Rentner können ihren Eigenanteil bei der Pflege oft nicht stemmen - gerade in Gelsenkirchen
Aber wären die Leidtragenden dann nicht die Pflegebedürftigen? „Wenn wir das abschaffen wollen, dann darf es nicht zum Nachteil der Pflegebedürftigen ausfallen“, bekräftigte Kuttler. Denkbar sei zum Beispiel, eine solche Entlastung für die Betroffenen aus einem anderen Topf bezahlen zu lassen und sie nicht länger in städtischer Verantwortung zu lassen. Denn die Summe, die die Stadt für die Hilfen zur Pflege aufbringen muss, steigen jedes Jahr deutlich.

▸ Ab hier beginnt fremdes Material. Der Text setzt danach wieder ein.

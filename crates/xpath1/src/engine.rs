//! Evaluation of parsed expressions over any [`DataSourceNode`] tree.

use crate::ast::{Axis, BinaryOperator, Expression, LocationPath, NodeTest, PathOrigin, Step};
use crate::datasource::{DataSourceNode, NodeType};
use crate::error::XPathError;
use crate::functions::{self, ExtensionResolver};
use crate::{axes, operators};
use std::collections::{BTreeSet, HashMap};
use std::fmt;
use std::marker::PhantomData;

/// The namespace URI the `xml` prefix is permanently bound to.
pub const XML_NAMESPACE: &str = "http://www.w3.org/XML/1998/namespace";

#[derive(Debug, Clone)]
pub enum XPathValue<N> {
    /// Sorted in document order, without duplicates.
    NodeSet(Vec<N>),
    String(String),
    Number(f64),
    Boolean(bool),
}

impl<'a, N: DataSourceNode<'a>> XPathValue<N> {
    pub fn to_bool(&self) -> bool {
        match self {
            XPathValue::NodeSet(nodes) => !nodes.is_empty(),
            XPathValue::String(s) => !s.is_empty(),
            XPathValue::Number(n) => !(n.is_nan() || *n == 0.0),
            XPathValue::Boolean(b) => *b,
        }
    }

    pub fn to_number(&self) -> f64 {
        match self {
            XPathValue::Number(n) => *n,
            XPathValue::Boolean(b) => f64::from(u8::from(*b)),
            XPathValue::String(s) => parse_number(s),
            XPathValue::NodeSet(nodes) => nodes
                .first()
                .map_or(f64::NAN, |node| parse_number(&node.string_value())),
        }
    }

    pub fn type_name(&self) -> &'static str {
        match self {
            XPathValue::NodeSet(_) => "node-set",
            XPathValue::String(_) => "string",
            XPathValue::Number(_) => "number",
            XPathValue::Boolean(_) => "boolean",
        }
    }
}

/// The XPath `number()` conversion: optional whitespace around an optional
/// minus sign and plain decimal digits. Anything else is NaN.
pub(crate) fn parse_number(text: &str) -> f64 {
    let trimmed = text.trim();
    let digits = trimmed.strip_prefix('-').unwrap_or(trimmed);
    let mut parts = digits.splitn(2, '.');
    let whole = parts.next().unwrap_or_default();
    let fraction = parts.next();
    let is_digits = |s: &str| s.chars().all(|c| c.is_ascii_digit());
    let well_formed = is_digits(whole)
        && fraction.is_none_or(is_digits)
        && (!whole.is_empty() || fraction.is_some_and(|f| !f.is_empty()));
    if well_formed {
        trimmed.parse().unwrap_or(f64::NAN)
    } else {
        f64::NAN
    }
}

/// The XPath `string()` form of a number: no exponent, no trailing `.0`.
pub fn format_number(n: f64) -> String {
    if n.is_nan() {
        "NaN".to_string()
    } else if n.is_infinite() {
        if n > 0.0 { "Infinity" } else { "-Infinity" }.to_string()
    } else if n == 0.0 {
        // Also folds negative zero.
        "0".to_string()
    } else {
        n.to_string()
    }
}

impl<'a, N: DataSourceNode<'a>> fmt::Display for XPathValue<N> {
    /// The XPath `string()` conversion.
    fn fmt(&self, f: &mut fmt::Formatter<'_>) -> fmt::Result {
        match self {
            XPathValue::NodeSet(nodes) => match nodes.first() {
                Some(node) => f.write_str(&node.string_value()),
                None => Ok(()),
            },
            XPathValue::String(s) => f.write_str(s),
            XPathValue::Number(n) => f.write_str(&format_number(*n)),
            XPathValue::Boolean(b) => write!(f, "{}", b),
        }
    }
}

/// Everything an expression can see while it runs.
///
/// `'a` borrows the tree, `'d` the bindings the caller owns.
pub struct EvaluationContext<'a, 'd, N: DataSourceNode<'a>> {
    pub context_node: N,
    /// What absolute paths and `id()` start from.
    pub root_node: N,
    /// 1-based.
    pub context_position: usize,
    pub context_size: usize,
    pub namespaces: &'d HashMap<String, String>,
    /// Receives every prefixed function call; without one those calls fail.
    pub extensions: Option<&'d dyn ExtensionResolver<'a, N>>,
    _tree: PhantomData<&'a ()>,
}

impl<'a, 'd, N: DataSourceNode<'a>> EvaluationContext<'a, 'd, N> {
    pub fn new(
        context_node: N,
        root_node: N,
        namespaces: &'d HashMap<String, String>,
        extensions: Option<&'d dyn ExtensionResolver<'a, N>>,
    ) -> Self {
        Self {
            context_node,
            root_node,
            context_position: 1,
            context_size: 1,
            namespaces,
            extensions,
            _tree: PhantomData,
        }
    }

    /// The same bindings focused on `node` at `position` of `size`.
    pub fn with_focus(&self, node: N, position: usize, size: usize) -> Self {
        Self {
            context_node: node,
            context_position: position,
            context_size: size,
            ..*self
        }
    }

    pub fn resolve_prefix(&self, prefix: &str) -> Result<&'d str, XPathError> {
        if prefix == "xml" {
            return Ok(XML_NAMESPACE);
        }
        self.namespaces
            .get(prefix)
            .map(String::as_str)
            .ok_or_else(|| XPathError::UnknownPrefix(prefix.to_string()))
    }
}

// Manual impls: a derive would also require `N: Clone` through the marker.
impl<'a, 'd, N: DataSourceNode<'a>> Clone for EvaluationContext<'a, 'd, N> {
    fn clone(&self) -> Self {
        *self
    }
}

impl<'a, 'd, N: DataSourceNode<'a>> Copy for EvaluationContext<'a, 'd, N> {}

pub fn evaluate<'a, N>(
    expr: &Expression,
    e_ctx: &EvaluationContext<'a, '_, N>,
) -> Result<XPathValue<N>, XPathError>
where
    N: DataSourceNode<'a> + 'a,
{
    match expr {
        Expression::Literal(s) => Ok(XPathValue::String(s.clone())),
        Expression::Number(n) => Ok(XPathValue::Number(*n)),
        Expression::Variable(name) => Err(XPathError::UnknownVariable(name.clone())),
        Expression::FunctionCall { name, args } => {
            let values = args
                .iter()
                .map(|arg| evaluate(arg, e_ctx))
                .collect::<Result<Vec<_>, _>>()?;
            functions::evaluate_function(name, values, e_ctx)
        }
        // The right operand of `or`/`and` only runs when it decides the result.
        Expression::BinaryOp {
            left,
            op: BinaryOperator::Or,
            right,
        } => Ok(XPathValue::Boolean(
            evaluate(left, e_ctx)?.to_bool() || evaluate(right, e_ctx)?.to_bool(),
        )),
        Expression::BinaryOp {
            left,
            op: BinaryOperator::And,
            right,
        } => Ok(XPathValue::Boolean(
            evaluate(left, e_ctx)?.to_bool() && evaluate(right, e_ctx)?.to_bool(),
        )),
        Expression::BinaryOp { left, op, right } => {
            operators::evaluate(*op, evaluate(left, e_ctx)?, evaluate(right, e_ctx)?)
        }
        Expression::Negate(inner) => Ok(XPathValue::Number(-evaluate(inner, e_ctx)?.to_number())),
        Expression::Filter { base, predicates } => {
            let nodes = expect_node_set(evaluate(base, e_ctx)?, "a filter expression")?;
            Ok(XPathValue::NodeSet(apply_predicates(nodes, predicates, e_ctx)?))
        }
        Expression::LocationPath(path) => Ok(XPathValue::NodeSet(select_path(path, e_ctx)?)),
    }
}

fn expect_node_set<'a, N: DataSourceNode<'a>>(
    value: XPathValue<N>,
    usage: &str,
) -> Result<Vec<N>, XPathError> {
    match value {
        XPathValue::NodeSet(nodes) => Ok(nodes),
        other => Err(XPathError::TypeError(format!(
            "{} needs a node-set, got a {}",
            usage,
            other.type_name()
        ))),
    }
}

fn select_path<'a, N>(
    path: &LocationPath,
    e_ctx: &EvaluationContext<'a, '_, N>,
) -> Result<Vec<N>, XPathError>
where
    N: DataSourceNode<'a> + 'a,
{
    let mut nodes = match &path.origin {
        PathOrigin::ContextNode => vec![e_ctx.context_node],
        PathOrigin::Root => vec![e_ctx.root_node],
        PathOrigin::Expression(start) => {
            expect_node_set(evaluate(start, e_ctx)?, "a location step")?
        }
    };
    for step in &path.steps {
        nodes = apply_step(step, &nodes, e_ctx)?;
    }
    Ok(nodes)
}

/// Predicates run per context node, so `item[1]` is the first item of every
/// parent. The merged selection is returned in document order.
fn apply_step<'a, N>(
    step: &Step,
    context: &[N],
    e_ctx: &EvaluationContext<'a, '_, N>,
) -> Result<Vec<N>, XPathError>
where
    N: DataSourceNode<'a> + 'a,
{
    let test = Matcher::resolve(&step.test, e_ctx)?;
    let principal = match step.axis {
        Axis::Attribute => NodeType::Attribute,
        _ => NodeType::Element,
    };
    let mut selected = BTreeSet::new();
    for &node in context {
        let candidates: Vec<N> = axes::along(step.axis, node)
            .into_iter()
            .filter(|candidate| test.matches(candidate, principal))
            .collect();
        selected.extend(apply_predicates(candidates, &step.predicates, e_ctx)?);
    }
    Ok(selected.into_iter().collect())
}

fn apply_predicates<'a, N>(
    mut nodes: Vec<N>,
    predicates: &[Expression],
    e_ctx: &EvaluationContext<'a, '_, N>,
) -> Result<Vec<N>, XPathError>
where
    N: DataSourceNode<'a> + 'a,
{
    for predicate in predicates {
        let size = nodes.len();
        let mut kept = Vec::with_capacity(size);
        for (index, node) in nodes.into_iter().enumerate() {
            let position = index + 1;
            let focus = e_ctx.with_focus(node, position, size);
            // A number is shorthand for `position() = number`.
            let keep = match evaluate(predicate, &focus)? {
                XPathValue::Number(n) => n == position as f64,
                other => other.to_bool(),
            };
            if keep {
                kept.push(node);
            }
        }
        nodes = kept;
    }
    Ok(nodes)
}

/// A node test with its prefix resolved.
#[derive(Debug, Clone, PartialEq)]
enum Matcher<'t> {
    Any,
    AnyIn(&'t str),
    Named {
        namespace: Option<&'t str>,
        local: &'t str,
    },
    Node,
    Kind(NodeType),
    Instruction(Option<&'t str>),
}

impl<'t> Matcher<'t> {
    fn resolve<'a, 'd: 't, N: DataSourceNode<'a>>(
        test: &'t NodeTest,
        e_ctx: &EvaluationContext<'a, 'd, N>,
    ) -> Result<Self, XPathError> {
        Ok(match test {
            NodeTest::AnyName => Matcher::Any,
            NodeTest::AnyNameIn(prefix) => Matcher::AnyIn(e_ctx.resolve_prefix(prefix)?),
            NodeTest::Name { prefix, local } => Matcher::Named {
                namespace: match prefix {
                    Some(prefix) => Some(e_ctx.resolve_prefix(prefix)?),
                    None => None,
                },
                local: local.as_str(),
            },
            NodeTest::Node => Matcher::Node,
            NodeTest::Text => Matcher::Kind(NodeType::Text),
            NodeTest::Comment => Matcher::Kind(NodeType::Comment),
            NodeTest::ProcessingInstruction(target) => Matcher::Instruction(target.as_deref()),
        })
    }

    /// Name tests only select the principal node type of the axis.
    fn matches<'a, N: DataSourceNode<'a>>(&self, node: &N, principal: NodeType) -> bool {
        let node_type = node.node_type();
        match self {
            Matcher::Node => true,
            Matcher::Kind(kind) => node_type == *kind,
            Matcher::Instruction(target) => {
                node_type == NodeType::ProcessingInstruction
                    && target.is_none_or(|t| node.name().is_some_and(|q| q.local_part == t))
            }
            Matcher::Any => node_type == principal,
            Matcher::AnyIn(uri) => {
                node_type == principal && node.name().is_some_and(|q| q.namespace == Some(*uri))
            }
            Matcher::Named { namespace, local } => {
                node_type == principal
                    && node
                        .name()
                        .is_some_and(|q| q.local_part == *local && q.namespace == *namespace)
            }
        }
    }
}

Im Haushalt 2024 ist ein gigantischer Betrag von knapp 33 Millionen Euro für entsprechende Leistungen veranschlagt (darunter ist auch das Pflegewohngeld). Und laut Henzes Prognose wird sich die Situation sicher nicht bessern. Schließlich erhalten Rentner, die 35 Jahre eingezahlt haben, im Durchschnitt 1550 Euro Rente. Der Eigenanteil für einen Heimplatz beträgt aber häufig schnell 1000 Euro mehr. Was der Durchschnittsrentner in Deutschland also schon nicht allein stemmen kann, das wird er in einer besonders armen Stadt wie Gelsenkirchen noch weniger können.